Cells were lysed in a buffer (Cell Signaling) containing 20 mM Tris (pH 7.5), 150 mM NaCl, 1 mM Na2EDTA, 1 mM EGTA, 1% Triton X-100, 2.5 mM sodium pyrophosphate, 1 mM β-glycerophosphate, 1 mM Na3VO4, 1 mg/mL of leupeptin, and 1 mM phenylmethane sulfonyl fluoride. Protein concentrations were determined using a Bradford assay kit (Bio-Rad Laboratories). Lysates (50 μg per lane) were resolved by sodium dodecyl sulfate polyacrylamide gel electrophoresis (SDS-PAGE), transferred to polyvinylidene fluoride membranes, and probed with the indicated antibodies. All primary antibodies were detected with horseradish peroxidase-conjugated secondary antibodies and visualized using enhanced SuperSignal West Pico chemiluminescent substrate.

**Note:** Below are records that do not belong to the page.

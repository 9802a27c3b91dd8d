//! Screen capture sources
//!
//! The capture source abstraction plus an ffmpeg-backed implementation that
//! grabs the desktop (and optionally audio) on Linux, macOS and Windows.

pub mod ffmpeg;
pub mod traits;

pub use ffmpeg::{FfmpegCaptureSource, FfmpegConfig, Platform};
pub use traits::{
    CaptureConstraints, CaptureError, CaptureErrorKind, CaptureResult, LiveStream,
    ScreenCaptureSource, TrackInfo, TrackKind,
};
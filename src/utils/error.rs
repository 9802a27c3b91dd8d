//! Error types and handling
//!
//! Common error types used across the application.

use crate::capture::traits::CaptureError;
use crate::recorder::channel::RecorderError;
use serde::{Deserialize, Serialize};
use thiserror::Error;

/// Application-wide error type
#[derive(Error, Debug)]
pub enum AppError {
    #[error("IO error: {0}")]
    Io(#[from] std::io::Error),

    #[error("Serialization error: {0}")]
    Serialization(#[from] serde_json::Error),

    #[error("Capture error: {0}")]
    Capture(#[from] CaptureError),

    #[error("Recorder error: {0}")]
    Recorder(#[from] RecorderError),

    #[error("Artifact not found: {0}")]
    ArtifactNotFound(String),

    #[error("Invalid artifact reference: {0}")]
    InvalidArtifactRef(String),

    #[error("No recording in progress")]
    NotRecording,
}

/// Error response for frontend
#[derive(Debug, Serialize, Deserialize)]
pub struct ErrorResponse {
    pub code: String,
    pub message: String,
}

impl From<AppError> for ErrorResponse {
    fn from(error: AppError) -> Self {
        let code = match &error {
            AppError::Io(_) => "IO_ERROR",
            AppError::Serialization(_) => "SERIALIZATION_ERROR",
            AppError::Capture(CaptureError::PermissionDenied(_)) => "PERMISSION_DENIED",
            AppError::Capture(CaptureError::NotSupported(_)) => "NOT_SUPPORTED",
            AppError::Capture(_) => "CAPTURE_ERROR",
            AppError::Recorder(_) => "RECORDER_ERROR",
            AppError::ArtifactNotFound(_) => "ARTIFACT_NOT_FOUND",
            AppError::InvalidArtifactRef(_) => "INVALID_ARTIFACT_REF",
            AppError::NotRecording => "NOT_RECORDING",
        };

        ErrorResponse {
            code: code.to_string(),
            message: error.to_string(),
        }
    }
}

/// Result type alias using AppError
pub type AppResult<T> = Result<T, AppError>;
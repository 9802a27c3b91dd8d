//! Fake capture source, stream and recorder for tests

use crate::capture::traits::{
    CaptureConstraints, CaptureError, CaptureResult, LiveStream, MediaPipe, ScreenCaptureSource,
    TrackInfo, TrackKind,
};
use crate::recorder::channel::{
    ChunkedRecorder, RecorderError, RecorderEvent, RecorderEventSender, RecorderFactory,
    RecorderResult,
};
use async_trait::async_trait;
use parking_lot::Mutex;
use std::collections::{HashMap, VecDeque};
use std::sync::atomic::{AtomicUsize, Ordering};
use std::sync::Arc;
use std::time::Duration;
use tokio::sync::{oneshot, Notify};

/// Poll `condition` until it holds, panicking after two seconds
pub(crate) async fn wait_until<F: Fn() -> bool>(condition: F) {
    let deadline = tokio::time::Instant::now() + Duration::from_secs(2);
    while !condition() {
        assert!(
            tokio::time::Instant::now() < deadline,
            "condition not reached in time"
        );
        tokio::time::sleep(Duration::from_millis(1)).await;
    }
}

/// What the fake source answers to the next request
pub(crate) enum Outcome {
    Grant,
    Deny,
    Unsupported,
    Fail(String),
}

/// Observes a fake stream after it was handed to the controller
#[derive(Default)]
pub(crate) struct StreamHandle {
    track_stops: Mutex<HashMap<String, usize>>,
    ended_tx: Mutex<Option<oneshot::Sender<()>>>,
}

impl StreamHandle {
    /// Simulate the source ending the stream (sharing revoked)
    pub(crate) fn end(&self) {
        if let Some(tx) = self.ended_tx.lock().take() {
            let _ = tx.send(());
        }
    }

    pub(crate) fn every_track_stopped_exactly_once(&self) -> bool {
        let stops = self.track_stops.lock();
        !stops.is_empty() && stops.values().all(|&count| count == 1)
    }

    pub(crate) fn is_live(&self) -> bool {
        self.track_stops.lock().values().all(|&count| count == 0)
    }
}

struct FakeStream {
    id: String,
    tracks: Vec<TrackInfo>,
    handle: Arc<StreamHandle>,
    ended_rx: Option<oneshot::Receiver<()>>,
    media: Option<MediaPipe>,
}

impl LiveStream for FakeStream {
    fn id(&self) -> &str {
        &self.id
    }

    fn tracks(&self) -> Vec<TrackInfo> {
        self.tracks.clone()
    }

    fn take_ended_signal(&mut self) -> Option<oneshot::Receiver<()>> {
        self.ended_rx.take()
    }

    fn take_media(&mut self) -> Option<MediaPipe> {
        self.media.take()
    }

    fn stop_tracks(&mut self) {
        let mut stops = self.handle.track_stops.lock();
        for track in &self.tracks {
            *stops.entry(track.id.clone()).or_insert(0) += 1;
        }
    }
}

/// Capture source answering from a queue of outcomes, granting once it runs dry
pub(crate) struct FakeSource {
    supported: bool,
    outcomes: Mutex<VecDeque<Outcome>>,
    gate: Option<Arc<Notify>>,
    media: Mutex<Option<MediaPipe>>,
    requests: AtomicUsize,
    handles: Mutex<Vec<Arc<StreamHandle>>>,
}

impl FakeSource {
    pub(crate) fn new() -> Self {
        Self::with_outcomes(Vec::new())
    }

    pub(crate) fn with_outcomes(outcomes: Vec<Outcome>) -> Self {
        Self {
            supported: true,
            outcomes: Mutex::new(outcomes.into()),
            gate: None,
            media: Mutex::new(None),
            requests: AtomicUsize::new(0),
            handles: Mutex::new(Vec::new()),
        }
    }

    /// A source reporting that capture is unavailable
    pub(crate) fn unsupported() -> Self {
        Self {
            supported: false,
            ..Self::new()
        }
    }

    /// A source whose first granted stream carries `media`
    pub(crate) fn with_media(media: MediaPipe) -> Self {
        Self {
            media: Mutex::new(Some(media)),
            ..Self::new()
        }
    }

    /// A source whose requests wait for [`FakeSource::release_gate`]
    pub(crate) fn gated() -> Self {
        Self {
            gate: Some(Arc::new(Notify::new())),
            ..Self::new()
        }
    }

    pub(crate) fn release_gate(&self) {
        if let Some(gate) = &self.gate {
            gate.notify_one();
        }
    }

    pub(crate) fn request_count(&self) -> usize {
        self.requests.load(Ordering::SeqCst)
    }

    pub(crate) fn last_handle(&self) -> Option<Arc<StreamHandle>> {
        self.handles.lock().last().cloned()
    }

    /// Streams handed out whose tracks were never stopped
    pub(crate) fn live_stream_count(&self) -> usize {
        self.handles.lock().iter().filter(|handle| handle.is_live()).count()
    }

    fn grant(&self) -> Box<dyn LiveStream> {
        let (ended_tx, ended_rx) = oneshot::channel();
        let handle = Arc::new(StreamHandle::default());
        *handle.ended_tx.lock() = Some(ended_tx);

        let tracks = vec![
            TrackInfo {
                id: "video-0".to_string(),
                kind: TrackKind::Video,
                label: "fake screen".to_string(),
            },
            TrackInfo {
                id: "audio-0".to_string(),
                kind: TrackKind::Audio,
                label: "fake audio".to_string(),
            },
        ];
        {
            let mut stops = handle.track_stops.lock();
            for track in &tracks {
                stops.insert(track.id.clone(), 0);
            }
        }

        let mut handles = self.handles.lock();
        handles.push(handle.clone());
        Box::new(FakeStream {
            id: format!("fake-stream-{}", handles.len()),
            tracks,
            handle,
            ended_rx: Some(ended_rx),
            media: self.media.lock().take(),
        })
    }
}

#[async_trait]
impl ScreenCaptureSource for FakeSource {
    fn id(&self) -> &str {
        "fake"
    }

    async fn is_supported(&self) -> bool {
        self.supported
    }

    async fn request_capture(
        &self,
        _constraints: &CaptureConstraints,
    ) -> CaptureResult<Box<dyn LiveStream>> {
        self.requests.fetch_add(1, Ordering::SeqCst);
        if let Some(gate) = &self.gate {
            gate.notified().await;
        }

        let outcome = self.outcomes.lock().pop_front().unwrap_or(Outcome::Grant);
        match outcome {
            Outcome::Grant => Ok(self.grant()),
            Outcome::Deny => Err(CaptureError::PermissionDenied("user canceled".to_string())),
            Outcome::Unsupported => Err(CaptureError::NotSupported("no display".to_string())),
            Outcome::Fail(detail) => Err(CaptureError::Other(detail)),
        }
    }
}

/// Drives a fake recorder from the test
#[derive(Default)]
pub(crate) struct RecorderHandle {
    events: Mutex<Option<RecorderEventSender>>,
    stops: AtomicUsize,
}

impl RecorderHandle {
    /// Deliver a chunk as if the recorder emitted it; ignored once nobody listens
    pub(crate) fn emit(&self, chunk: &[u8]) {
        if let Some(events) = self.events.lock().as_ref() {
            let _ = events.send(RecorderEvent::DataAvailable(chunk.to_vec()));
        }
    }

    /// Report that the recorder stopped on its own
    pub(crate) fn finish(&self) {
        if let Some(events) = self.events.lock().take() {
            let _ = events.send(RecorderEvent::Stopped);
        }
    }

    pub(crate) fn stop_count(&self) -> usize {
        self.stops.load(Ordering::SeqCst)
    }
}

struct FakeRecorder {
    mime_type: String,
    handle: Arc<RecorderHandle>,
}

impl ChunkedRecorder for FakeRecorder {
    fn mime_type(&self) -> &str {
        &self.mime_type
    }

    fn start(&mut self, _interval: Duration, events: RecorderEventSender) -> RecorderResult<()> {
        *self.handle.events.lock() = Some(events);
        Ok(())
    }

    fn stop(&mut self) {
        self.handle.stops.fetch_add(1, Ordering::SeqCst);
        if let Some(events) = self.handle.events.lock().take() {
            let _ = events.send(RecorderEvent::Stopped);
        }
    }

    fn is_recording(&self) -> bool {
        self.handle.events.lock().is_some()
    }
}

/// Recorder factory handing out [`FakeRecorder`]s
#[derive(Default)]
pub(crate) struct FakeRecorderFactory {
    fail: bool,
    handles: Mutex<Vec<Arc<RecorderHandle>>>,
}

impl FakeRecorderFactory {
    pub(crate) fn new() -> Self {
        Self::default()
    }

    /// A factory that cannot bind to any stream
    pub(crate) fn failing() -> Self {
        Self {
            fail: true,
            ..Self::default()
        }
    }

    pub(crate) fn last_handle(&self) -> Option<Arc<RecorderHandle>> {
        self.handles.lock().last().cloned()
    }
}

impl RecorderFactory for FakeRecorderFactory {
    fn create(
        &self,
        stream: &mut dyn LiveStream,
        mime_type: &str,
    ) -> RecorderResult<Box<dyn ChunkedRecorder>> {
        if self.fail {
            return Err(RecorderError::NoMedia(stream.id().to_string()));
        }

        let handle = Arc::new(RecorderHandle::default());
        self.handles.lock().push(handle.clone());
        Ok(Box::new(FakeRecorder {
            mime_type: mime_type.to_string(),
            handle,
        }))
    }
}
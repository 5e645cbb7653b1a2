use eframe::egui::{Color32, Ui};
use egui_plot::{Legend, Line, Plot, PlotPoints};

use crate::data::model::PointTable;

// ---------------------------------------------------------------------------
// Axis profiles (bottom panel)
// ---------------------------------------------------------------------------

const AXIS_COLORS: [Color32; 3] = [
    Color32::from_rgb(0xe4, 0x57, 0x56),
    Color32::from_rgb(0x4c, 0xaf, 0x50),
    Color32::from_rgb(0x42, 0x85, 0xf4),
];

/// `[row, value]` pairs for one column.
fn profile_points(column: &[f64]) -> PlotPoints {
    column
        .iter()
        .enumerate()
        .map(|(row, &value)| [row as f64, value])
        .collect()
}

/// Plot x, y and z against row index.
pub fn axis_profiles(ui: &mut Ui, table: &PointTable) {
    Plot::new("axis_profiles")
        .legend(Legend::default())
        .x_axis_label("Row")
        .y_axis_label("Value")
        .allow_boxed_zoom(true)
        .allow_drag(true)
        .allow_scroll(true)
        .allow_zoom(true)
        .show(ui, |plot_ui| {
            let columns = [("x", table.x()), ("y", table.y()), ("z", table.z())];
            for ((name, column), color) in columns.into_iter().zip(AXIS_COLORS) {
                let line = Line::new(profile_points(column))
                    .name(name)
                    .color(color)
                    .width(1.5);
                plot_ui.line(line);
            }
        });
}
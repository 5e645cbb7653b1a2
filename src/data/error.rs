use std::path::PathBuf;

use thiserror::Error;

/// Why a document could not be turned into a point table.
#[derive(Debug, Error)]
pub enum LoadError {
    #[error("input file not found: {}", path.display())]
    NotFound { path: PathBuf },

    #[error("reading {}", path.display())]
    Io {
        path: PathBuf,
        #[source]
        source: std::io::Error,
    },

    #[error("parsing JSON in {}", path.display())]
    Parse {
        path: PathBuf,
        #[source]
        source: serde_json::Error,
    },

    #[error(transparent)]
    Shape(#[from] ShapeError),
}

/// The document is valid JSON but not laid out as `{key: {"data": [x, y, z, ...]}}`.
#[derive(Debug, Error, PartialEq)]
pub enum ShapeError {
    #[error("expected a top-level JSON object, found {found}")]
    NotAnObject { found: &'static str },

    #[error("record '{key}' is not a JSON object (found {found})")]
    RecordNotAnObject { key: String, found: &'static str },

    #[error("record '{key}' has no 'data' field")]
    MissingData { key: String },

    #[error("record '{key}': 'data' is not an array (found {found})")]
    DataNotASequence { key: String, found: &'static str },

    #[error("record '{key}': 'data' has {len} values, need at least 3")]
    TooFewValues { key: String, len: usize },

    #[error("record '{key}': data[{index}] is not a number (found {found})")]
    NotANumber {
        key: String,
        index: usize,
        found: &'static str,
    },
}

/// Short name of a JSON value's type, for error messages.
pub fn json_kind(value: &serde_json::Value) -> &'static str {
    use serde_json::Value;
    match value {
        Value::Null => "null",
        Value::Bool(_) => "a boolean",
        Value::Number(_) => "a number",
        Value::String(_) => "a string",
        Value::Array(_) => "an array",
        Value::Object(_) => "an object",
    }
}
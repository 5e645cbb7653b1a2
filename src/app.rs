use eframe::egui;

use crate::state::AppState;
use crate::ui::{panels, profile, viewport};

// ---------------------------------------------------------------------------
// eframe App implementation
// ---------------------------------------------------------------------------

pub struct XyzViewerApp {
    pub state: AppState,
}

impl XyzViewerApp {
    pub fn new(state: AppState) -> Self {
        Self { state }
    }
}

impl eframe::App for XyzViewerApp {
    fn update(&mut self, ctx: &egui::Context, _frame: &mut eframe::Frame) {
        // ---- Top panel: toolbar ----
        egui::TopBottomPanel::top("top_bar").show(ctx, |ui| {
            panels::top_bar(ui, &mut self.state);
        });

        // ---- Bottom panel: per-axis profiles ----
        if self.state.show_profile {
            egui::TopBottomPanel::bottom("profile_panel")
                .default_height(220.0)
                .resizable(true)
                .show(ctx, |ui| {
                    profile::axis_profiles(ui, &self.state.table);
                });
        }

        // ---- Central panel: 3D view ----
        egui::CentralPanel::default().show(ctx, |ui| {
            viewport::scene_view(ui, &mut self.state);
        });
    }
}
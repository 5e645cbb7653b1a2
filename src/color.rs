use eframe::egui::Color32;
use palette::{LinSrgb, Mix, Srgb};

// ---------------------------------------------------------------------------
// Continuous colour scales
// ---------------------------------------------------------------------------

const VIRIDIS: [[u8; 3]; 10] = [
    [0x44, 0x01, 0x54],
    [0x48, 0x28, 0x78],
    [0x3e, 0x49, 0x89],
    [0x31, 0x68, 0x8e],
    [0x26, 0x82, 0x8e],
    [0x1f, 0x9e, 0x89],
    [0x35, 0xb7, 0x79],
    [0x6e, 0xce, 0x58],
    [0xb5, 0xde, 0x2b],
    [0xfd, 0xe7, 0x25],
];

const PLASMA: [[u8; 3]; 10] = [
    [0x0d, 0x08, 0x87],
    [0x46, 0x03, 0x9f],
    [0x72, 0x01, 0xa8],
    [0x9c, 0x17, 0x9e],
    [0xbd, 0x37, 0x86],
    [0xd8, 0x57, 0x6b],
    [0xed, 0x79, 0x53],
    [0xfb, 0x9f, 0x3a],
    [0xfd, 0xca, 0x26],
    [0xf0, 0xf9, 0x21],
];

/// Perceptually uniform sequential scales.
#[derive(Debug, Clone, Copy, PartialEq, Eq)]
pub enum ColorScale {
    Viridis,
    Plasma,
}

impl ColorScale {
    fn stops(self) -> &'static [[u8; 3]] {
        match self {
            ColorScale::Viridis => &VIRIDIS,
            ColorScale::Plasma => &PLASMA,
        }
    }

    /// Colour at `t` in `[0, 1]`; out-of-range values are clamped, NaN maps to
    /// the low end.
    pub fn sample(self, t: f64) -> Color32 {
        let stops = self.stops();
        let t = if t.is_nan() { 0.0 } else { t.clamp(0.0, 1.0) };

        let position = t as f32 * (stops.len() - 1) as f32;
        let lower = (position.floor() as usize).min(stops.len() - 2);
        let factor = position - lower as f32;

        let a = linear(stops[lower]);
        let b = linear(stops[lower + 1]);
        let mixed: Srgb<u8> = Srgb::from_linear(a.mix(b, factor));
        Color32::from_rgb(mixed.red, mixed.green, mixed.blue)
    }
}

fn linear([r, g, b]: [u8; 3]) -> LinSrgb<f32> {
    Srgb::new(r, g, b).into_linear()
}

/// Whether a column range is wide enough to lay values out along it.
pub fn is_spread(span: f64) -> bool {
    span > 0.0 && span.is_finite()
}

/// Position of `value` inside `[min, max]`. A degenerate range maps to the
/// middle of the scale.
pub fn unit_interval(value: f64, min: f64, max: f64) -> f64 {
    let span = max - min;
    if !is_spread(span) {
        return 0.5;
    }
    (value - min) / span
}

// ---------------------------------------------------------------------------
// Colour mapping: column of values → Color32
// ---------------------------------------------------------------------------

/// Colour every value of a column by its position between the column's
/// min and max.
pub fn colors_for(values: &[f64], scale: ColorScale) -> Vec<Color32> {
    let (min, max) = values
        .iter()
        .fold((f64::INFINITY, f64::NEG_INFINITY), |(lo, hi), &v| {
            (lo.min(v), hi.max(v))
        });
    values
        .iter()
        .map(|&v| scale.sample(unit_interval(v, min, max)))
        .collect()
}
use std::io::{BufWriter, Write};
use std::path::PathBuf;

use anyhow::{Context, Result};
use rand::rngs::StdRng;
use rand::{Rng, SeedableRng};
use rand_distr::{Distribution, Normal};
use serde_json::{Map, Value, json};

/// Translation estimate after `step` refinement iterations: a spiral that
/// settles onto `target` as the step grows.
fn translation_at(step: usize, target: [f64; 3], rng: &mut StdRng) -> Result<[f64; 3]> {
    let t = step as f64;
    let decay = (-t / 40.0).exp();
    let angle = t * 0.35;
    let radius = 25.0 * decay;
    let noise = Normal::new(0.0, 0.2 * decay + 0.01)?;
    Ok([
        target[0] + radius * angle.cos() + noise.sample(rng),
        target[1] + radius * angle.sin() + noise.sample(rng),
        target[2] + 12.0 * decay + noise.sample(rng),
    ])
}

fn main() -> Result<()> {
    let output_path = std::env::args()
        .nth(1)
        .map(PathBuf::from)
        .unwrap_or_else(|| PathBuf::from("TranslationFromIconIterativeThreshold.json"));

    let mut rng = StdRng::seed_from_u64(42);
    let target = [-860.461, 10.754, 77.236];
    let steps = 200;

    let mut records = Map::new();
    for step in 0..steps {
        let [x, y, z] = translation_at(step, target, &mut rng)?;
        // Every tenth record carries the residual as a fourth value.
        let data = if step % 10 == 0 {
            json!([x, y, z, rng.random::<f64>()])
        } else {
            json!([x, y, z])
        };
        records.insert(step.to_string(), json!({ "data": data }));
    }

    let file = std::fs::File::create(&output_path)
        .with_context(|| format!("creating {}", output_path.display()))?;
    let mut writer = BufWriter::new(file);
    serde_json::to_writer_pretty(&mut writer, &Value::Object(records))
        .context("writing sample records")?;
    writer.flush().context("flushing sample records")?;

    println!("Wrote {steps} records to {}", output_path.display());
    Ok(())
}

The band density was quantified by using the Bio-Rad Gel Documentation System. Immunoprecipitation experiments were performed by the addition of 15 μL of protein A/G agarose to cell lysates at 4°C for 1 hour on a rotating platform. After several washes, the bound proteins were subjected to SDS-PAGE and detected by immunoblotting.
5) Cell viability assay
The Cell Counting Kit-8 (CCK-8; Dojindo Laboratories, Kumamoto, Japan) was used to evaluate cell viability. CCK-8 is a sensitive, nonradioactive colorimetric analysis that can be used to detect the number of living cells in order to measure cell proliferation. For the assay, the CCK-8 reagent was added directly to the culture medium. The detailed procedure for measuring cell viability was as follows. First, cells were transfected with pcDNA-CHIP or a vector and then incubated for 48 hours, after which 10 μL of CCK-8 solution was added and incubated at 37°C for 4 hours. Finally, the absorbance at 450 nm was measured using a microplate reader.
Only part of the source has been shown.